A produção de artesanato representa um espaço que favorece a criação de valor simbólico em uma produção cultural, sobretudo, por ser caracterizado pela presença de diálogos ativos e constantes entre sujeitos. Essa interlocução é posta em prática no decorrer de um conjunto de ações empreendedoras que se inter-relacionam de maneira dinâmica, contínua e sistêmica (GIL FILHO, 2012; HASBAERT, 2012; CLAVAL, 2012).

O modo como o artesanato é produzido e consumido depende tanto da disposição dos espaços simbólicos, como da forma de atuação do empreendedor nesses ambientes, pois ele é confeccionado por comunidades que constituem um sistema de significação composto por configurações simbólicas oriundas da religião, das artes, das identificações, dos mitos e da linguagem (HAYAKAWA, 1963; DIMAGGIO, 1991; CARMO, 2010; HASBAERT, 2012).

O estudo de Hughes (2012) sobre o artesanato na cidade de Birmingham revelou que esse espaço é reconhecido pela sua tradição histórico-cultural e, consequentemente, pelo seu valor simbólico. Porém, a falta de uma reformulação política e cultural levou a subvalorização desse local, desequilibrando tanto sua relevância simbólica quanto econômica. Isso agravou as condições de vida dos designers de joias dessa região.
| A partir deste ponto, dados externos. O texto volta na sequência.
fn three_way<R: Record + Serialize + DeserializeOwned>(
    merger: &ThreeWayMerger,
    args: &ThreeWayArgs,
    format: &OutputFormat,
) -> anyhow::Result<()> {
    let base: R = read_record(&args.base)?;
    let ours: R = read_record(&args.ours)?;
    let theirs: R = read_record(&args.theirs)?;

    let outcome = merger.merge(&base, &ours, &theirs)?;
    let merged = match args.strategy {
        Some(strategy) => outcome.resolve(strategy),
        None => outcome.merged.clone(),
    };
    let unresolved = match args.strategy {
        Some(_) => 0,
        None => outcome.unresolved().count(),
    };

    if let Some(path) = &args.output {
        write_json(path, &merged)?;
    }

    match format {
        OutputFormat::Json => {
            let report = serde_json::json!({
                "merged": merged,
                "conflicts": outcome.conflicts,
                "strategy": args.strategy,
            });
            println!("{}", serde_json::to_string_pretty(&report)?);
        }
        OutputFormat::Text => {
            for conflict in &outcome.conflicts {
                let kind = match conflict.kind {
                    ConflictKind::Added => "added",
                    ConflictKind::Removed => "removed",
                    ConflictKind::Modified => "modified",
                };
                let status = match (&conflict.suggested, args.strategy) {
                    (_, Some(strategy)) => format!("resolved: {strategy}").green(),
                    (Some(suggested), None) => {
                        format!("auto-merged: {}", compact(suggested)).green()
                    }
                    (None, None) => "needs resolution".red().bold(),
                };
                println!(
                    "{} ({}) {}  {}",
                    "CONFLICT".yellow().bold(),
                    kind,
                    conflict.path.as_str().bold(),
                    status
                );
                println!("    base:   {}", compact(&conflict.base).dimmed());
                println!("    ours:   {}", compact(&conflict.ours));
                println!("    theirs: {}", compact(&conflict.theirs));
            }
            if outcome.conflicts.is_empty() {
                println!(
                    "{} Merged {} without conflicts",
                    "✓".green().bold(),
                    merged.id().bold()
                );
            } else if unresolved == 0 {
                println!(
                    "{} Merged {} ({} conflict(s) resolved)",
                    "✓".green().bold(),
                    merged.id().bold(),
                    outcome.conflicts.len()
                );
            } else {
                println!(
                    "{} {} conflict(s) in {} need resolution; \
                     ours kept by default (use --strategy)",
                    "!".red().bold(),
                    unresolved,
                    merged.id().bold()
                );
            }
        }
    }
    Ok(())
}

// ---------------------------------------------------------------------------
// diff
// ---------------------------------------------------------------------------

fn cmd_diff(args: DiffArgs, format: &OutputFormat) -> anyhow::Result<()> {
    match args.resource {
        ResourceType::Model => diff::<Model>(&args, format),
        ResourceType::Provider => diff::<Provider>(&args, format),
        ResourceType::Author => diff::<Author>(&args, format),
    }
}

fn diff<R: Record + DeserializeOwned>(
    args: &DiffArgs,
    format: &OutputFormat,
) -> anyhow::Result<()> {
    let old: R = read_record(&args.old)?;
    let new: R = read_record(&args.new)?;
    let diff = diff_records(&old, &new);

    match format {
        OutputFormat::Json => println!("{}", serde_json::to_string_pretty(&diff)?),
        OutputFormat::Text => {
            if diff.is_empty() {
                println!("No changes.");
                return Ok(());
            }
            for change in &diff.changes {
                match change {
                    FieldChange::Added { path, value } => {
                        println!("{} {} = {}", "+".green(), path.as_str(), compact(value).green())
                    }
                    FieldChange::Removed { path, value } => {
                        println!("{} {} = {}", "-".red(), path.as_str(), compact(value).red())
                    }
                    FieldChange::Modified { path, old, new } => println!(
                        "{} {}: {} → {}",
                        "~".yellow(),
                        path.as_str(),
                        compact(old).dimmed(),
                        compact(new)
                    ),
                }
            }
            println!(
                "{} added, {} removed, {} modified",
                diff.additions(),
                diff.removals(),
                diff.modifications()
            );
        }
    }
    Ok(())
}

// ---------------------------------------------------------------------------
// authorities
// ---------------------------------------------------------------------------

fn cmd_authorities(
    args: AuthoritiesArgs,
    table: &AuthorityTable,
    format: &OutputFormat,
) -> anyhow::Result<()> {
    let wanted = |resource: ResourceType| args.resource.map_or(true, |r| r == resource);

    match format {
        OutputFormat::Json => {
            let report = authorities_report(table, args.resource);
            println!("{}", serde_json::to_string_pretty(&report)?);
        }
        OutputFormat::Text => {
            println!("{}", "Authorities".bold());
            let authorities: Vec<_> = table
                .authorities()
                .into_iter()
                .filter(|a| wanted(a.resource))
                .collect();
            if authorities.is_empty() {
                println!("  (none)");
            }
            for authority in &authorities {
                println!(
                    "  {:<9} {:<32} {}",
                    authority.resource.to_string(),
                    authority.field.as_str(),
                    authority.source.to_string().cyan()
                );
            }
            let priorities = table.priority_overrides().filter(|(_, r, _, _)| wanted(*r));
            for (mode, resource, field, sources) in priorities {
                println!(
                    "  {:<9} {:<32} {} ({mode})",
                    resource.to_string(),
                    field,
                    join(sources).yellow()
                );
            }
            let policies = table.policy_overrides().filter(|(r, _, _)| wanted(*r));
            for (resource, field, policy) in policies {
                println!(
                    "  {:<9} {:<32} policy {}",
                    resource.to_string(),
                    field,
                    policy.to_string().magenta()
                );
            }
            println!("Strategic fallback: {}", join(table.default_order(MergeMode::Strategic)));
            println!("Three-way fallback: {}", join(table.default_order(MergeMode::ThreeWay)));
        }
    }
    Ok(())
}

/// Every rule in `table`, optionally limited to one resource type.
fn authorities_report(table: &AuthorityTable, resource: Option<ResourceType>) -> Value {
    let wanted = |r: ResourceType| resource.map_or(true, |wanted| wanted == r);
    let authorities: Vec<_> = table
        .authorities()
        .into_iter()
        .filter(|a| wanted(a.resource))
        .collect();
    let priorities: Vec<Value> = table
        .priority_overrides()
        .filter(|(_, resource, _, _)| wanted(*resource))
        .map(|(mode, resource, field, sources)| {
            serde_json::json!({
                "mode": mode,
                "resource": resource,
                "field": field,
                "sources": sources,
            })
        })
        .collect();
    let policies: Vec<Value> = table
        .policy_overrides()
        .filter(|(resource, _, _)| wanted(*resource))
        .map(|(resource, field, policy)| {
            serde_json::json!({ "resource": resource, "field": field, "policy": policy })
        })
        .collect();

    serde_json::json!({
        "authority": authorities,
        "priority": priorities,
        "policy": policies,
        "strategic_order": table.default_order(MergeMode::Strategic),
        "three_way_order": table.default_order(MergeMode::ThreeWay),
    })
}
Os empreendedores culturais devem trazer consigo possíveis soluções criativas quando atuam em situações adversas, a exemplo dos designers de joias da cidade de

Birmingham. Uma delas seria sua aproximação das agências governamentais na busca por

apoio à produção simbólica de artefatos culturais e a outra seria a construção de parcerias estratégicas que incentivam a organização política das comunidades locais, visando à conquista de sua própria autonomia e emancipação (RINDOVA et al., 2009; KLAMER, 2011).
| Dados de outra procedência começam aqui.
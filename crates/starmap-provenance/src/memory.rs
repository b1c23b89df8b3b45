use std::sync::{RwLock, RwLockReadGuard, RwLockWriteGuard};

use tracing::debug;

use starmap_types::{ResourceType, SourceName};

use crate::error::ProvenanceError;
use crate::map::ProvenanceMap;
use crate::records::{FieldProvenance, ProvenanceInfo, ProvenanceKey};
use crate::traits::{ProvenanceReader, ProvenanceWriter};

/// In-memory provenance ledger shared across sync runs.
///
/// The merge engine itself never touches this type; callers absorb each
/// merge's [`ProvenanceMap`] into it. Entries are never pruned here.
#[derive(Default)]
pub struct InMemoryProvenance {
    inner: RwLock<ProvenanceMap>,
}

impl InMemoryProvenance {
    pub fn new() -> Self {
        Self::default()
    }

    /// Seed a ledger from a previously persisted map.
    pub fn from_map(map: ProvenanceMap) -> Self {
        Self {
            inner: RwLock::new(map),
        }
    }

    fn read(&self) -> Result<RwLockReadGuard<'_, ProvenanceMap>, ProvenanceError> {
        self.inner
            .read()
            .map_err(|_| ProvenanceError::LockPoisoned("read"))
    }

    fn write(&self) -> Result<RwLockWriteGuard<'_, ProvenanceMap>, ProvenanceError> {
        self.inner
            .write()
            .map_err(|_| ProvenanceError::LockPoisoned("write"))
    }
}

impl ProvenanceWriter for InMemoryProvenance {
    fn track(&self, key: ProvenanceKey, info: ProvenanceInfo) -> Result<(), ProvenanceError> {
        self.write()?.track(key, info);
        Ok(())
    }

    fn absorb(&self, merged: &ProvenanceMap) -> Result<usize, ProvenanceError> {
        let mut state = self.write()?;
        let mut tracked = 0;

        for (key, field) in merged.iter() {
            let unchanged = state
                .get(key)
                .is_some_and(|existing| existing.current.same_outcome(&field.current));
            if unchanged {
                continue;
            }
            state.track(key.clone(), field.current.clone());
            tracked += 1;
        }

        debug!(tracked, offered = merged.len(), "absorbed merge provenance");
        Ok(tracked)
    }
}

impl ProvenanceReader for InMemoryProvenance {
    fn get(&self, key: &ProvenanceKey) -> Result<Option<FieldProvenance>, ProvenanceError> {
        Ok(self.read()?.get(key).cloned())
    }

    fn history(&self, key: &ProvenanceKey) -> Result<Vec<ProvenanceInfo>, ProvenanceError> {
        Ok(self
            .read()?
            .get(key)
            .map(|field| {
                let mut versions = field.history.clone();
                versions.push(field.current.clone());
                versions
            })
            .unwrap_or_default())
    }

    fn for_resource(
        &self,
        resource_type: ResourceType,
        resource_id: &str,
    ) -> Result<Vec<(ProvenanceKey, FieldProvenance)>, ProvenanceError> {
        Ok(self
            .read()?
            .for_resource(resource_type, resource_id)
            .map(|(key, field)| (key.clone(), field.clone()))
            .collect())
    }

    fn won_by(&self, source: SourceName) -> Result<Vec<ProvenanceKey>, ProvenanceError> {
        Ok(self
            .read()?
            .won_by(source)
            .map(|(key, _)| key.clone())
            .collect())
    }

    fn snapshot(&self) -> Result<ProvenanceMap, ProvenanceError> {
        Ok(self.read()?.clone())
    }

    fn field_count(&self) -> Result<usize, ProvenanceError> {
        Ok(self.read()?.len())
    }
}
A criação de valor simbólico em ações empreendedoras focadas na produção de artefatos culturais deve ser permeada por uma visão dinâmica, integrativa e de caráter social emancipador. Além disso, essas ações empreendedoras devem estar fundamentadas em

princípios que valorizam o respeito à cultura, à diversidade, aos saberes locais, à vida e à liberdade.
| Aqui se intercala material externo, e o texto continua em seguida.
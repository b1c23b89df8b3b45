use std::path::PathBuf;

use clap::{Args, Parser, Subcommand};

use starmap_merge::ConflictResolution;
use starmap_types::{ResourceType, SourceName};

#[derive(Parser)]
#[command(
    name = "starmap",
    about = "Starmap: reconcile AI model catalogs from many sources",
    version,
)]
pub struct Cli {
    #[command(subcommand)]
    pub command: Command,

    #[arg(short, long, global = true)]
    pub verbose: bool,

    #[arg(long, global = true, default_value = "text")]
    pub format: OutputFormat,

    /// TOML rule file layered over the default authority table
    #[arg(long, global = true)]
    pub rules: Option<PathBuf>,
}

#[derive(Clone, Debug, clap::ValueEnum)]
pub enum OutputFormat {
    Text,
    Json,
}

#[derive(Subcommand)]
pub enum Command {
    /// Merge records from several catalog sources
    Merge(MergeArgs),
    /// Merge two edits of a record against their common base
    ThreeWay(ThreeWayArgs),
    /// Show field-level changes between two versions of a record
    Diff(DiffArgs),
    /// List authority, priority, and policy rules
    Authorities(AuthoritiesArgs),
}

#[derive(Args)]
pub struct MergeArgs {
    /// Input as SOURCE=FILE, e.g. local_catalog=models.json (repeatable)
    #[arg(short, long = "source", value_parser = parse_source_file, required = true)]
    pub sources: Vec<(SourceName, PathBuf)>,
    #[arg(short, long, default_value = "model")]
    pub resource: ResourceType,
    /// Print per-field provenance
    #[arg(long)]
    pub provenance: bool,
    /// Provenance ledger file, updated with fields whose winner changed
    #[arg(long)]
    pub ledger: Option<PathBuf>,
    #[arg(short, long)]
    pub output: Option<PathBuf>,
}

#[derive(Args)]
pub struct ThreeWayArgs {
    #[arg(long)]
    pub base: PathBuf,
    #[arg(long)]
    pub ours: PathBuf,
    #[arg(long)]
    pub theirs: PathBuf,
    #[arg(short, long, default_value = "model")]
    pub resource: ResourceType,
    /// Resolve every conflict with ours, theirs, base, or merge
    #[arg(long)]
    pub strategy: Option<ConflictResolution>,
    #[arg(short, long)]
    pub output: Option<PathBuf>,
}

#[derive(Args)]
pub struct DiffArgs {
    pub old: PathBuf,
    pub new: PathBuf,
    #[arg(short, long, default_value = "model")]
    pub resource: ResourceType,
}

#[derive(Args)]
pub struct AuthoritiesArgs {
    /// Only show rules for this resource type
    #[arg(short, long)]
    pub resource: Option<ResourceType>,
}

fn parse_source_file(s: &str) -> Result<(SourceName, PathBuf), String> {
    let (source, path) = s
        .split_once('=')
        .ok_or_else(|| format!("expected SOURCE=FILE, got {s:?}"))?;
    let source: SourceName = source.parse().map_err(|e| format!("{e}"))?;
    if path.is_empty() {
        return Err(format!("missing file for source {source}"));
    }
    Ok((source, PathBuf::from(path)))
}

#[cfg(test)]
mod tests {
    use super::*;

    #[test]
    fn parse_merge_sources() {
        let cli = Cli::try_parse_from([
            "starmap",
            "merge",
            "-s",
            "local_catalog=local.json",
            "--source",
            "models-dev-http=api.json",
            "--provenance",
        ])
        .unwrap();
        if let Command::Merge(args) = cli.command {
            assert_eq!(args.sources.len(), 2);
            assert_eq!(args.sources[0], (SourceName::LocalCatalog, PathBuf::from("local.json")));
            assert_eq!(args.sources[1].0, SourceName::ModelsDevHttp);
            assert!(matches!(args.resource, ResourceType::Model));
            assert!(args.provenance);
        } else {
            panic!("wrong command");
        }
    }

    #[test]
    fn merge_requires_source() {
        assert!(Cli::try_parse_from(["starmap", "merge"]).is_err());
        assert!(Cli::try_parse_from(["starmap", "merge", "-s", "local.json"]).is_err());
        assert!(Cli::try_parse_from(["starmap", "merge", "-s", "wikipedia=x.json"]).is_err());
    }

    #[test]
    fn parse_three_way() {
        let cli = Cli::try_parse_from([
            "starmap", "three-way", "--base", "b.json", "--ours", "o.json", "--theirs", "t.json",
            "--resource", "provider", "--strategy", "theirs",
        ])
        .unwrap();
        if let Command::ThreeWay(args) = cli.command {
            assert_eq!(args.resource, ResourceType::Provider);
            assert_eq!(args.strategy, Some(ConflictResolution::Theirs));
        } else {
            panic!("wrong command");
        }
    }

    #[test]
    fn parse_diff() {
        let args = ["starmap", "diff", "old.json", "new.json", "-r", "author"];
        let cli = Cli::try_parse_from(args).unwrap();
        if let Command::Diff(args) = cli.command {
            assert_eq!(args.old, PathBuf::from("old.json"));
            assert_eq!(args.resource, ResourceType::Author);
        } else {
            panic!("wrong command");
        }
    }

    #[test]
    fn parse_global_flags() {
        let cli = Cli::try_parse_from([
            "starmap", "authorities", "--verbose", "--format", "json", "--rules", "rules.toml",
        ])
        .unwrap();
        assert!(cli.verbose);
        assert!(matches!(cli.format, OutputFormat::Json));
        assert_eq!(cli.rules, Some(PathBuf::from("rules.toml")));
        assert!(matches!(cli.command, Command::Authorities(_)));
    }
}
As reflexões desse estudo a respeito do empreendedorismo cultural estão alinhadas ao campo teórico dos estudos culturais de Stuart Hall (2003). Para tanto, essa abordagem nos possibilita apresentar “caminhos alternativos na produção do conhecimento visando à emancipação humana” (ALMEIDA; GUERRA; PAIVA JÚNIOR, 2010, p. 1). Assim, a necessidade de uma análise com enfoque crítico e reflexivo nos levou a estudar o fenômeno do empreendedorismo cultural por uma lente que nos permite captura uma abordagem mais ampla da realidade.